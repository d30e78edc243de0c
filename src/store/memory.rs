//! In-memory store
//!
//! HashMap-based keyspace behind a single `parking_lot::Mutex`.
//!
//! Expired entries are dropped lazily when touched, and in bulk by
//! [`MemoryStore::purge_expired`]. Scripts run while the mutex is held, so no
//! other primitive or script can interleave with them.

use std::collections::HashMap;
use std::sync::Arc;

use parking_lot::Mutex;

use super::{KeyValueStore, Value};
use crate::clock::{Clock, SystemClock};
use crate::error::{LeaseError, Result};
use crate::script::{Script, ScriptContext};

/// A stored value and its optional absolute expiry
#[derive(Debug, Clone)]
struct Entry {
    value: String,
    expires_at_ms: Option<u64>,
}

impl Entry {
    fn is_live(&self, now_ms: u64) -> bool {
        self.expires_at_ms.map_or(true, |at| now_ms < at)
    }
}

/// In-process key-value store with per-key expiry
pub struct MemoryStore {
    entries: Mutex<HashMap<String, Entry>>,
    clock: Arc<dyn Clock>,
}

impl MemoryStore {
    /// Create an empty store on the system clock
    pub fn new() -> Self {
        Self::with_clock(Arc::new(SystemClock))
    }

    /// Create an empty store whose TTLs follow `clock`
    pub fn with_clock(clock: Arc<dyn Clock>) -> Self {
        Self {
            entries: Mutex::new(HashMap::new()),
            clock,
        }
    }

    /// Drop every expired entry, returning how many were removed
    pub fn purge_expired(&self) -> usize {
        let now = self.clock.now_millis();
        let mut entries = self.entries.lock();
        let before = entries.len();
        entries.retain(|_, entry| entry.is_live(now));
        before - entries.len()
    }

    /// Number of live keys
    pub fn len(&self) -> usize {
        let now = self.clock.now_millis();
        self.entries.lock().values().filter(|e| e.is_live(now)).count()
    }

    pub fn is_empty(&self) -> bool {
        self.len() == 0
    }

    /// Run `f` against the keyspace with the lock held
    fn with_session<T>(&self, f: impl FnOnce(&mut Session<'_>) -> T) -> T {
        let now_ms = self.clock.now_millis();
        let mut entries = self.entries.lock();
        let mut session = Session {
            entries: &mut *entries,
            now_ms,
        };
        f(&mut session)
    }
}

impl Default for MemoryStore {
    fn default() -> Self {
        Self::new()
    }
}

impl KeyValueStore for MemoryStore {
    fn set_if_absent(&self, key: &str, value: &str) -> Result<bool> {
        Ok(self.with_session(|s| s.set_if_absent(key, value, None)))
    }

    fn set_if_absent_ex(&self, key: &str, value: &str, ttl_secs: u64) -> Result<bool> {
        Ok(self.with_session(|s| s.set_if_absent(key, value, Some(ttl_secs))))
    }

    fn get(&self, key: &str) -> Result<Option<String>> {
        Ok(self.with_session(|s| s.get(key)))
    }

    fn get_and_replace(&self, key: &str, value: &str) -> Result<Option<String>> {
        Ok(self.with_session(|s| {
            let previous = s.get(key);
            s.set(key, value.to_string());
            previous
        }))
    }

    fn incr(&self, key: &str) -> Result<i64> {
        self.with_session(|s| s.incr(key))
    }

    fn expire(&self, key: &str, ttl_secs: u64) -> Result<bool> {
        Ok(self.with_session(|s| s.expire(key, ttl_secs)))
    }

    fn ttl(&self, key: &str) -> Result<Option<u64>> {
        Ok(self.with_session(|s| s.ttl(key)))
    }

    fn delete(&self, key: &str) -> Result<u64> {
        Ok(self.with_session(|s| s.delete(key)))
    }

    fn run_script(&self, script: &dyn Script, keys: &[String], args: &[String]) -> Result<Value> {
        tracing::trace!(script = script.name(), ?keys, ?args, "running script");
        self.with_session(|s| script.run(s, keys, args))
    }
}

// =============================================================================
// Session: keyspace view pinned to one timestamp
// =============================================================================

/// Locked keyspace plus the time the operation started
struct Session<'a> {
    entries: &'a mut HashMap<String, Entry>,
    now_ms: u64,
}

impl Session<'_> {
    /// Live entry for `key`, evicting it first if it has expired
    fn live(&mut self, key: &str) -> Option<&mut Entry> {
        let expired = self
            .entries
            .get(key)
            .is_some_and(|entry| !entry.is_live(self.now_ms));
        if expired {
            self.entries.remove(key);
            return None;
        }
        self.entries.get_mut(key)
    }

    fn set_if_absent(&mut self, key: &str, value: &str, ttl_secs: Option<u64>) -> bool {
        if self.live(key).is_some() {
            return false;
        }
        let expires_at_ms = ttl_secs.map(|secs| self.expiry_for(secs));
        self.entries.insert(
            key.to_string(),
            Entry {
                value: value.to_string(),
                expires_at_ms,
            },
        );
        true
    }

    fn expiry_for(&self, ttl_secs: u64) -> u64 {
        self.now_ms.saturating_add(ttl_secs.saturating_mul(1000))
    }
}

impl ScriptContext for Session<'_> {
    fn get(&mut self, key: &str) -> Option<String> {
        self.live(key).map(|entry| entry.value.clone())
    }

    fn set(&mut self, key: &str, value: String) {
        self.entries.insert(
            key.to_string(),
            Entry {
                value,
                expires_at_ms: None,
            },
        );
    }

    fn incr(&mut self, key: &str) -> Result<i64> {
        match self.live(key) {
            Some(entry) => {
                let current: i64 = entry
                    .value
                    .parse()
                    .map_err(|_| LeaseError::NotAnInteger(key.to_string()))?;
                let next = current
                    .checked_add(1)
                    .ok_or_else(|| LeaseError::Store(format!("increment overflow at '{}'", key)))?;
                // TTL is kept across increments
                entry.value = next.to_string();
                Ok(next)
            }
            None => {
                self.set(key, "1".to_string());
                Ok(1)
            }
        }
    }

    fn expire(&mut self, key: &str, ttl_secs: u64) -> bool {
        let expires_at_ms = self.expiry_for(ttl_secs);
        match self.live(key) {
            Some(entry) => {
                entry.expires_at_ms = Some(expires_at_ms);
                true
            }
            None => false,
        }
    }

    fn ttl(&mut self, key: &str) -> Option<u64> {
        let now_ms = self.now_ms;
        self.live(key)
            .and_then(|entry| entry.expires_at_ms)
            .map(|at| (at.saturating_sub(now_ms) + 999) / 1000)
    }

    fn delete(&mut self, key: &str) -> u64 {
        match self.live(key) {
            Some(_) => {
                self.entries.remove(key);
                1
            }
            None => 0,
        }
    }
}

» **Work to complete**:
Look through the data above. Copy every line with the string "Result" in it.

» **Completed exercise**:
use crate::error::{LeaseError, Result};
    fn set_if_absent(&self, key: &str, value: &str) -> Result<bool> {
    fn set_if_absent_ex(&self, key: &str, value: &str, ttl_secs: u64) -> Result<bool> {
    fn get(&self, key: &str) -> Result<Option<String>> {
    fn get_and_replace(&self, key: &str, value: &str) -> Result<Option<String>> {
    fn incr(&self, key: &str) -> Result<i64> {
    fn expire(&self, key: &str, ttl_secs: u64) -> Result<bool> {
    fn ttl(&self, key: &str) -> Result<Option<u64>> {
    fn delete(&self, key: &str) -> Result<u64> {
    fn run_script(&self, script: &dyn Script, keys: &[String], args: &[String]) -> Result<Value> {
    fn incr(&mut self, key: &str) -> Result<i64> {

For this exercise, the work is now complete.